_PROVIDED RECORDS_
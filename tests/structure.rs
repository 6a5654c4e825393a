// The MIT License (MIT)

// Copyright (c) 2025 braid developers

// Permission is hereby granted, free of charge, to any person obtaining a copy of
// this software and associated documentation files (the "Software"), to deal in
// the Software without restriction, including without limitation the rights to
// use, copy, modify, merge, publish, distribute, sublicense, and/or sell copies of
// the Software, and to permit persons to whom the Software is furnished to do so,
// subject to the following conditions:

// The above copyright notice and this permission notice shall be included in all
// copies or substantial portions of the Software.

// THE SOFTWARE IS PROVIDED "AS IS", WITHOUT WARRANTY OF ANY KIND, EXPRESS OR
// IMPLIED, INCLUDING BUT NOT LIMITED TO THE WARRANTIES OF MERCHANTABILITY, FITNESS
// FOR A PARTICULAR PURPOSE AND NONINFRINGEMENT. IN NO EVENT SHALL THE AUTHORS OR
// COPYRIGHT HOLDERS BE LIABLE FOR ANY CLAIM, DAMAGES OR OTHER LIABILITY, WHETHER
// IN AN ACTION OF CONTRACT, TORT OR OTHERWISE, ARISING FROM, OUT OF OR IN
// CONNECTION WITH THE SOFTWARE OR THE USE OR OTHER DEALINGS IN THE SOFTWARE.

//! Structural lifetime containment: destruction joins the subtree, errors
//! stay where they happened, cancellation cascades.

use std::sync::atomic::{AtomicI32, AtomicUsize, Ordering};
use std::sync::Arc;
use std::time::Duration;

use braid::{
    cancel, context, fork, get_stop_token, make_environment, sleep_for, spawn, when_all,
    Environment, Mode, Scheduler, Status, ThreadPoolExecutor, TimerExecutor,
};

fn test_environment(workers: usize) -> Environment {
    let _ = env_logger::builder().is_test(true).try_init();
    make_environment(
        Scheduler::new()
            .with(ThreadPoolExecutor::with_config(workers, Mode::Fixed, workers * 2))
            .with(TimerExecutor::new()),
    )
}

/// Increments on construction, decrements on drop; lives in a fork frame.
struct ScopedCounter {
    counter: Arc<AtomicI32>,
}

impl ScopedCounter {
    fn new(counter: Arc<AtomicI32>) -> ScopedCounter {
        counter.fetch_add(1, Ordering::AcqRel);
        ScopedCounter { counter }
    }
}

impl Drop for ScopedCounter {
    fn drop(&mut self) {
        self.counter.fetch_sub(1, Ordering::AcqRel);
    }
}

#[test]
fn task_destructor_joins_children() {
    let counter = Arc::new(AtomicI32::new(0));
    let started = Arc::new(AtomicUsize::new(0));
    {
        let env = test_environment(2);
        let counter = counter.clone();
        let started = started.clone();
        let _task = spawn::<ThreadPoolExecutor, _>(&env, async move {
            let ctx = context().await;
            for _ in 0..3 {
                let counter = counter.clone();
                let started = started.clone();
                fork::<ThreadPoolExecutor, _>(&ctx, async move {
                    started.fetch_add(1, Ordering::AcqRel);
                    let _live = ScopedCounter::new(counter);
                    sleep_for(Duration::from_millis(50)).await;
                });
            }
            // returns without awaiting the children
        });
    } // the handle's destructor must block until every child settled

    assert_eq!(started.load(Ordering::Acquire), 3);
    assert_eq!(counter.load(Ordering::Acquire), 0);
}

#[test]
fn task_destructor_waits_for_grandchildren() {
    let counter = Arc::new(AtomicI32::new(0));
    {
        let env = test_environment(2);
        let counter = counter.clone();
        let _task = spawn::<ThreadPoolExecutor, _>(&env, async move {
            let ctx = context().await;
            fork::<ThreadPoolExecutor, _>(&ctx, async move {
                let ctx = context().await;
                let counter = counter.clone();
                fork::<ThreadPoolExecutor, _>(&ctx, async move {
                    let _live = ScopedCounter::new(counter);
                    sleep_for(Duration::from_millis(60)).await;
                });
                sleep_for(Duration::from_millis(20)).await;
            });
        });
    }
    assert_eq!(counter.load(Ordering::Acquire), 0);
}

#[test]
fn destructor_waits_for_siblings_on_error() {
    let counter = Arc::new(AtomicI32::new(0));
    {
        let env = test_environment(2);
        let counter = counter.clone();
        let task = spawn::<ThreadPoolExecutor, _>(&env, async move {
            let ctx = context().await;
            let counter = counter.clone();
            fork::<ThreadPoolExecutor, _>(&ctx, async move {
                let _live = ScopedCounter::new(counter);
                sleep_for(Duration::from_millis(100)).await;
            });
            let throwing = fork::<ThreadPoolExecutor, _>(&ctx, async move {
                sleep_for(Duration::from_millis(10)).await;
                panic!("Fork Exception");
            });
            // rethrows into this frame; the body dies here
            throwing.await;
            unreachable!();
        });

        let err = task.join().unwrap_err();
        assert_eq!(err.message(), "Fork Exception");
    } // even a failed task's destructor waits for the slow sibling
    assert_eq!(counter.load(Ordering::Acquire), 0);
}

#[test]
fn error_propagates_to_awaiting_task() {
    let env = test_environment(2);
    let task = spawn::<ThreadPoolExecutor, _>(&env, async move {
        let ctx = context().await;
        let child = fork::<ThreadPoolExecutor, _>(&ctx, async move {
            panic!("E");
        });
        child.await
    });

    let err = task.get_result().unwrap_err();
    assert!(err.is_panic());
    assert_eq!(err.message(), "E");
}

#[test]
fn join_reports_unhandled_errors_only() {
    let env = test_environment(2);

    let unhandled = spawn::<ThreadPoolExecutor, _>(&env, async {
        panic!("unseen");
    });
    assert_eq!(unhandled.join().unwrap_err().message(), "unseen");

    let seen = Arc::new(AtomicUsize::new(0));
    let observer = seen.clone();
    let handled = spawn::<ThreadPoolExecutor, _>(&env, async {
        panic!("seen");
    })
    .on_error(move |err| {
        assert_eq!(err.message(), "seen");
        observer.fetch_add(1, Ordering::AcqRel);
    });

    assert!(handled.join().is_ok());
    assert_eq!(handled.status(), Status::Handled);
    assert_eq!(seen.load(Ordering::Acquire), 1);
}

#[test]
fn task_fork_recursion() {
    fn recursion_task(env: Environment, count: Arc<AtomicUsize>) -> braid::Task<()> {
        spawn::<ThreadPoolExecutor, _>(&env, async move {
            let ctx = context().await;
            let child = fork::<ThreadPoolExecutor, _>(&ctx, async move {
                let ctx = context().await;
                if count.fetch_add(1, Ordering::AcqRel) + 1 < 5 {
                    recursion_task(ctx.environment(), count).await;
                }
            });
            child.await
        })
    }

    let env = test_environment(4);
    let count = Arc::new(AtomicUsize::new(0));
    let task = recursion_task(env, count.clone());
    task.join().unwrap();
    assert_eq!(count.load(Ordering::Acquire), 5);
}

#[test]
fn cancellation_cascades_to_descendants() {
    let env = test_environment(4);
    let observed = Arc::new(AtomicUsize::new(0));

    let task = {
        let observed = observed.clone();
        spawn::<ThreadPoolExecutor, _>(&env, async move {
            let ctx = context().await;
            for _ in 0..4 {
                let observed = observed.clone();
                fork::<ThreadPoolExecutor, _>(&ctx, async move {
                    let token = get_stop_token().await;
                    loop {
                        if token.stop_requested() {
                            observed.fetch_add(1, Ordering::AcqRel);
                            cancel().await;
                            break;
                        }
                        sleep_for(Duration::from_millis(10)).await;
                    }
                });
            }
            sleep_for(Duration::from_millis(50)).await;
            cancel().await;
        })
    };

    assert!(task.join().is_ok());
    let err = task.get_result().unwrap_err();
    assert!(err.is_cancelled());
    assert_eq!(err.message(), "The task has been cancelled.");

    drop(task); // blocks until all four children observed the stop and settled
    assert_eq!(observed.load(Ordering::Acquire), 4);
}

#[test]
fn destructor_waits_for_cancelled_children() {
    let counter = Arc::new(AtomicI32::new(0));
    {
        let env = test_environment(3);
        let counter = counter.clone();
        let task = spawn::<ThreadPoolExecutor, _>(&env, async move {
            let ctx = context().await;
            for _ in 0..3 {
                let counter = counter.clone();
                // these never look at the stop token; they run out their 50ms
                fork::<ThreadPoolExecutor, _>(&ctx, async move {
                    let _live = ScopedCounter::new(counter);
                    sleep_for(Duration::from_millis(50)).await;
                });
            }
            cancel().await;
        });

        assert!(task.join().is_ok());
        assert!(task.get_result().unwrap_err().is_cancelled());
    }
    assert_eq!(counter.load(Ordering::Acquire), 0);
}

#[test]
fn task_waits_for_detached_siblings_after_when_all() {
    let counter = Arc::new(AtomicI32::new(0));
    {
        let env = test_environment(3);
        let counter = counter.clone();
        let _task = spawn::<ThreadPoolExecutor, _>(&env, async move {
            let ctx = context().await;
            let a = fork::<ThreadPoolExecutor, _>(&ctx, async {
                sleep_for(Duration::from_millis(10)).await;
            });
            let b = fork::<ThreadPoolExecutor, _>(&ctx, async {
                sleep_for(Duration::from_millis(20)).await;
            });
            // detached and slower than both
            let counter = counter.clone();
            fork::<ThreadPoolExecutor, _>(&ctx, async move {
                let _live = ScopedCounter::new(counter);
                sleep_for(Duration::from_millis(80)).await;
            });

            when_all((a, b)).await;
        });
    }
    assert_eq!(counter.load(Ordering::Acquire), 0);
}

#[test]
fn echo_chain_hundred_pipelines() {
    let env = test_environment(4);
    let pool = env
        .scheduler()
        .find_concrete::<ThreadPoolExecutor>()
        .unwrap();

    let task = spawn::<ThreadPoolExecutor, _>(&env, async move {
        let ctx = context().await;
        let pipelines = (0..100)
            .map(|id| {
                fork::<ThreadPoolExecutor, _>(&ctx, async move {
                    let request = format!("req-{}", id); // read
                    let response = format!("{}-done", request); // process
                    sleep_for(Duration::from_millis(1)).await; // write
                    response
                })
            })
            .collect::<Vec<_>>();
        let mut results = braid::when_n(pipelines, 100).await;
        results.sort();
        results
    });

    let results = task.get_result().unwrap();
    assert_eq!(results.len(), 100);
    for id in 0..100 {
        assert!(results.contains(&format!("req-{}-done", id)));
    }
    drop(task);

    // no leaked workers: every worker thread joins on shutdown
    pool.pool().shut_down();
    assert!(!pool.pool().is_running());
    assert_eq!(pool.pool().size(), 0);
}
// The MIT License (MIT)

// Copyright (c) 2025 braid developers

// Permission is hereby granted, free of charge, to any person obtaining a copy of
// this software and associated documentation files (the "Software"), to deal in
// the Software without restriction, including without limitation the rights to
// use, copy, modify, merge, publish, distribute, sublicense, and/or sell copies of
// the Software, and to permit persons to whom the Software is furnished to do so,
// subject to the following conditions:

// The above copyright notice and this permission notice shall be included in all
// copies or substantial portions of the Software.

// THE SOFTWARE IS PROVIDED "AS IS", WITHOUT WARRANTY OF ANY KIND, EXPRESS OR
// IMPLIED, INCLUDING BUT NOT LIMITED TO THE WARRANTIES OF MERCHANTABILITY, FITNESS
// FOR A PARTICULAR PURPOSE AND NONINFRINGEMENT. IN NO EVENT SHALL THE AUTHORS OR
// COPYRIGHT HOLDERS BE LIABLE FOR ANY CLAIM, DAMAGES OR OTHER LIABILITY, WHETHER
// IN AN ACTION OF CONTRACT, TORT OR OTHERWISE, ARISING FROM, OUT OF OR IN
// CONNECTION WITH THE SOFTWARE OR THE USE OR OTHER DEALINGS IN THE SOFTWARE.

//! Channel semantics inside computations: rendezvous pairing, close
//! behavior, bounded ring under contention.

use std::sync::atomic::{AtomicI64, Ordering};
use std::sync::Arc;
use std::time::Duration;

use braid::channel::{Channel, RingChannel};
use braid::{
    context, fork, make_environment, sleep_for, spawn, when_all, Environment, Mode, Scheduler,
    ThreadPoolExecutor, TimerExecutor,
};

fn test_environment(workers: usize) -> Environment {
    make_environment(
        Scheduler::new()
            .with(ThreadPoolExecutor::with_config(workers, Mode::Fixed, workers * 2))
            .with(TimerExecutor::new()),
    )
}

#[test]
fn rendezvous_send_receive() {
    let env = test_environment(4);
    let task = spawn::<ThreadPoolExecutor, _>(&env, async {
        let channel = Arc::new(Channel::new());
        let ctx = context().await;

        let producer = {
            let channel = channel.clone();
            fork::<ThreadPoolExecutor, _>(&ctx, async move { (&*channel << 42).await })
        };
        let consumer = {
            let channel = channel.clone();
            fork::<ThreadPoolExecutor, _>(&ctx, async move {
                let mut slot = 0;
                let ok = (&*channel >> &mut slot).await;
                (ok, slot)
            })
        };

        let (ok, value) = consumer.await;
        let sent = producer.await;
        (sent, ok, value)
    });

    assert_eq!(task.get_result().unwrap(), (true, true, 42));
}

#[test]
fn rendezvous_pairs_fifo_per_direction() {
    let env = test_environment(4);
    let task = spawn::<ThreadPoolExecutor, _>(&env, async {
        let channel: Arc<Channel<u32>> = Arc::new(Channel::new());
        let ctx = context().await;

        // queue two senders first, in order
        let first = {
            let channel = channel.clone();
            fork::<ThreadPoolExecutor, _>(&ctx, async move { channel.send(1).await })
        };
        sleep_for(Duration::from_millis(20)).await;
        let second = {
            let channel = channel.clone();
            fork::<ThreadPoolExecutor, _>(&ctx, async move { channel.send(2).await })
        };
        sleep_for(Duration::from_millis(20)).await;

        let a = channel.recv().await;
        let b = channel.recv().await;
        let both_sent = first.await && second.await;
        (a, b, both_sent)
    });

    assert_eq!(task.get_result().unwrap(), (Some(1), Some(2), true));
}

#[test]
fn close_unblocks_waiting_reader() {
    let env = test_environment(4);
    let task = spawn::<ThreadPoolExecutor, _>(&env, async {
        let channel: Arc<Channel<i32>> = Arc::new(Channel::new());
        let ctx = context().await;

        let consumer = {
            let channel = channel.clone();
            fork::<ThreadPoolExecutor, _>(&ctx, async move {
                let mut slot = 0;
                (&*channel >> &mut slot).await
            })
        };
        {
            let channel = channel.clone();
            fork::<ThreadPoolExecutor, _>(&ctx, async move {
                sleep_for(Duration::from_millis(50)).await;
                channel.close();
            });
        }
        consumer.await
    });

    assert!(!task.get_result().unwrap());
}

#[test]
fn close_unblocks_waiting_writer() {
    let env = test_environment(4);
    let task = spawn::<ThreadPoolExecutor, _>(&env, async {
        let channel: Arc<Channel<i32>> = Arc::new(Channel::new());
        let ctx = context().await;

        let producer = {
            let channel = channel.clone();
            fork::<ThreadPoolExecutor, _>(&ctx, async move { channel.send(5).await })
        };
        {
            let channel = channel.clone();
            fork::<ThreadPoolExecutor, _>(&ctx, async move {
                sleep_for(Duration::from_millis(50)).await;
                channel.close();
            });
        }
        producer.await
    });

    assert!(!task.get_result().unwrap());
}

#[test]
fn bounded_ring_mpmc_inside_computations() {
    let env = test_environment(4);
    let sum = Arc::new(AtomicI64::new(0));
    const PER_PRODUCER: i64 = 500;

    let task = {
        let sum = sum.clone();
        spawn::<ThreadPoolExecutor, _>(&env, async move {
            let channel: Arc<RingChannel<i64>> = Arc::new(RingChannel::new(16));
            let ctx = context().await;

            let producer = |start: i64| {
                let channel = channel.clone();
                fork::<ThreadPoolExecutor, _>(&ctx, async move {
                    for i in 0..PER_PRODUCER {
                        // bounded sends never suspend; back off while full
                        while !channel.send(start + i).await {
                            sleep_for(Duration::from_millis(1)).await;
                        }
                    }
                })
            };
            let consumer = |sum: Arc<AtomicI64>| {
                let channel = channel.clone();
                fork::<ThreadPoolExecutor, _>(&ctx, async move {
                    let mut slot = 0i64;
                    loop {
                        if (&*channel >> &mut slot).await {
                            sum.fetch_add(slot, Ordering::AcqRel);
                        } else if !channel.active() {
                            break;
                        } else {
                            sleep_for(Duration::from_millis(1)).await;
                        }
                    }
                })
            };

            let c1 = consumer(sum.clone());
            let c2 = consumer(sum.clone());
            when_all((producer(10_000), producer(20_000))).await;

            // drain whatever is left before closing
            let mut slot = 0i64;
            while (&*channel >> &mut slot).await {
                sum.fetch_add(slot, Ordering::AcqRel);
            }
            channel.close();
            when_all((c1, c2)).await;
        })
    };

    task.join().unwrap();
    let expected: i64 = (0..PER_PRODUCER).map(|i| 10_000 + i).sum::<i64>()
        + (0..PER_PRODUCER).map(|i| 20_000 + i).sum::<i64>();
    assert_eq!(sum.load(Ordering::Acquire), expected);
}
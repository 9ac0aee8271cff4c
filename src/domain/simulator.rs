use thiserror::Error;
use tracing::debug;

use super::{LiveSet, stepper::step};

/// Simulation errors
#[derive(Debug, Error, PartialEq, Eq)]
pub enum SimulationError {
    #[error("iteration count must be non-negative, got {0}")]
    NegativeIterations(i64),

    #[error("iteration count {0} is too large")]
    TooManyIterations(i64),
}

/// Unbounded stream of generations, starting with the seed itself.
/// A generation is only stepped when it is requested.
#[derive(Clone, Debug)]
pub struct Generations {
    seed: Option<LiveSet>,
    previous: Option<LiveSet>,
}

impl Iterator for Generations {
    type Item = LiveSet;

    fn next(&mut self) -> Option<LiveSet> {
        let current = match self.seed.take() {
            Some(seed) => seed,
            None => step(self.previous.as_ref()?),
        };
        self.previous = Some(current.clone());
        Some(current)
    }
}

/// Lazily iterate generations of `seed`. Generation 0 is the seed.
pub fn generations(seed: &LiveSet) -> Generations {
    Generations { seed: Some(seed.clone()), previous: None }
}

/// Number of generations a run of `iterations` steps produces, seed included
pub fn generation_count(iterations: i64) -> Result<usize, SimulationError> {
    let steps = usize::try_from(iterations).map_err(|_| {
        if iterations < 0 {
            SimulationError::NegativeIterations(iterations)
        } else {
            SimulationError::TooManyIterations(iterations)
        }
    })?;
    steps.checked_add(1).ok_or(SimulationError::TooManyIterations(iterations))
}

/// Run `iterations` steps and collect every generation, seed included.
///
/// Returns `iterations + 1` snapshots. A negative count is rejected
/// before any work is done. Use [`generations`] to stream long runs
/// instead of holding every snapshot.
pub fn simulate(seed: &LiveSet, iterations: i64) -> Result<Vec<LiveSet>, SimulationError> {
    let count = generation_count(iterations)?;
    let history: Vec<LiveSet> = generations(seed).take(count).collect();

    debug!(
        iterations,
        seed_population = seed.len(),
        final_population = history.last().map_or(0, LiveSet::len),
        "simulation finished"
    );
    Ok(history)
}

#[cfg(test)]
mod tests {
    use super::*;
    use crate::domain::patterns::presets;

    #[test]
    fn test_zero_iterations_returns_seed() {
        let seed = presets::r_pentomino().cells;
        assert_eq!(simulate(&seed, 0), Ok(vec![seed]));
    }

    #[test]
    fn test_length_is_iterations_plus_one() {
        let seed = presets::glider().cells;
        for n in [1, 2, 7, 30] {
            assert_eq!(simulate(&seed, n).map(|g| g.len()), Ok(n as usize + 1));
        }
    }

    #[test]
    fn test_negative_iterations_rejected() {
        let seed = presets::square().cells;
        assert_eq!(simulate(&seed, -1), Err(SimulationError::NegativeIterations(-1)));
    }

    #[test]
    fn test_generation_count() {
        assert_eq!(generation_count(0), Ok(1));
        assert_eq!(generation_count(41), Ok(42));
        assert_eq!(generation_count(i64::MAX), Ok(i64::MAX as usize + 1));
        assert_eq!(generation_count(i64::MIN), Err(SimulationError::NegativeIterations(i64::MIN)));
    }

    #[test]
    fn test_huge_run_streams_a_prefix() {
        let seed = presets::square().cells;
        let count = generation_count(i64::MAX).unwrap();
        let prefix: Vec<LiveSet> = generations(&seed).take(count).take(3).collect();
        assert_eq!(prefix, vec![seed.clone(), seed.clone(), seed]);
    }

    #[test]
    fn test_generations_step_only_on_demand() {
        let mut stream = generations(&presets::blinker().cells);
        assert_eq!(stream.next(), Some(presets::blinker().cells));
        assert_eq!(stream.previous, Some(presets::blinker().cells));
        assert_eq!(stream.next(), Some(step(&presets::blinker().cells)));
    }

    #[test]
    fn test_generations_follow_stepper() {
        let seed = presets::blinker().cells;
        let history = simulate(&seed, 4).unwrap();

        assert_eq!(history[0], seed);
        for pair in history.windows(2) {
            assert_eq!(step(&pair[0]), pair[1]);
        }
        assert_eq!(history[2], seed);
        assert_eq!(history[4], seed);
    }

    #[test]
    fn test_iterator_matches_simulate() {
        let seed = presets::r_pentomino().cells;
        let lazy: Vec<LiveSet> = generations(&seed).take(11).collect();
        assert_eq!(simulate(&seed, 10).unwrap(), lazy);
    }

    #[test]
    fn test_empty_seed_stays_empty() {
        let history = simulate(&LiveSet::new(), 5).unwrap();
        assert_eq!(history.len(), 6);
        assert!(history.iter().all(LiveSet::is_empty));
    }

    #[test]
    fn test_long_run_square_is_stable() {
        let seed = presets::square().cells;
        let history = simulate(&seed, 200).unwrap();
        assert_eq!(history.len(), 201);
        assert_eq!(history[200], seed);
    }
}
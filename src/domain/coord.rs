/// Coord is a position on the unbounded Life plane.
/// Plain value type: two coordinates are the same cell iff both components match.
#[derive(Clone, Copy, PartialEq, Eq, Hash, PartialOrd, Ord, Debug, Default)]
pub struct Coord {
    pub x: i64,
    pub y: i64,
}

impl Coord {
    pub const ORIGIN: Coord = Coord::new(0, 0);

    pub const fn new(x: i64, y: i64) -> Self {
        Self { x, y }
    }

    /// Position shifted by (dx, dy), or `None` past the edge of the i64 plane
    pub fn checked_offset(self, dx: i64, dy: i64) -> Option<Self> {
        Some(Self::new(self.x.checked_add(dx)?, self.y.checked_add(dy)?))
    }

    /// Position shifted by (dx, dy), clamped to the i64 plane
    pub const fn saturating_offset(self, dx: i64, dy: i64) -> Self {
        Self::new(self.x.saturating_add(dx), self.y.saturating_add(dy))
    }
}

impl From<(i64, i64)> for Coord {
    fn from((x, y): (i64, i64)) -> Self {
        Self::new(x, y)
    }
}

#[cfg(test)]
mod tests {
    use super::*;

    #[test]
    fn test_equality_is_componentwise() {
        assert_eq!(Coord::new(3, -2), Coord::from((3, -2)));
        assert_ne!(Coord::new(3, -2), Coord::new(-2, 3));
    }

    #[test]
    fn test_offset() {
        assert_eq!(Coord::new(1, 1).checked_offset(-1, 2), Some(Coord::new(0, 3)));
        assert_eq!(Coord::ORIGIN.saturating_offset(0, 0), Coord::ORIGIN);
    }

    #[test]
    fn test_offset_at_plane_edge() {
        assert_eq!(Coord::new(i64::MAX, 0).checked_offset(1, 0), None);
        assert_eq!(Coord::new(0, i64::MIN).checked_offset(0, -1), None);
        assert_eq!(
            Coord::new(i64::MAX, i64::MIN).saturating_offset(1, -1),
            Coord::new(i64::MAX, i64::MIN)
        );
    }
}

_WORK REQUEST_
Where a line of the data contains "None", include it in the tally, and answer with the tally alone.

_EXPECTED ANSWER_
5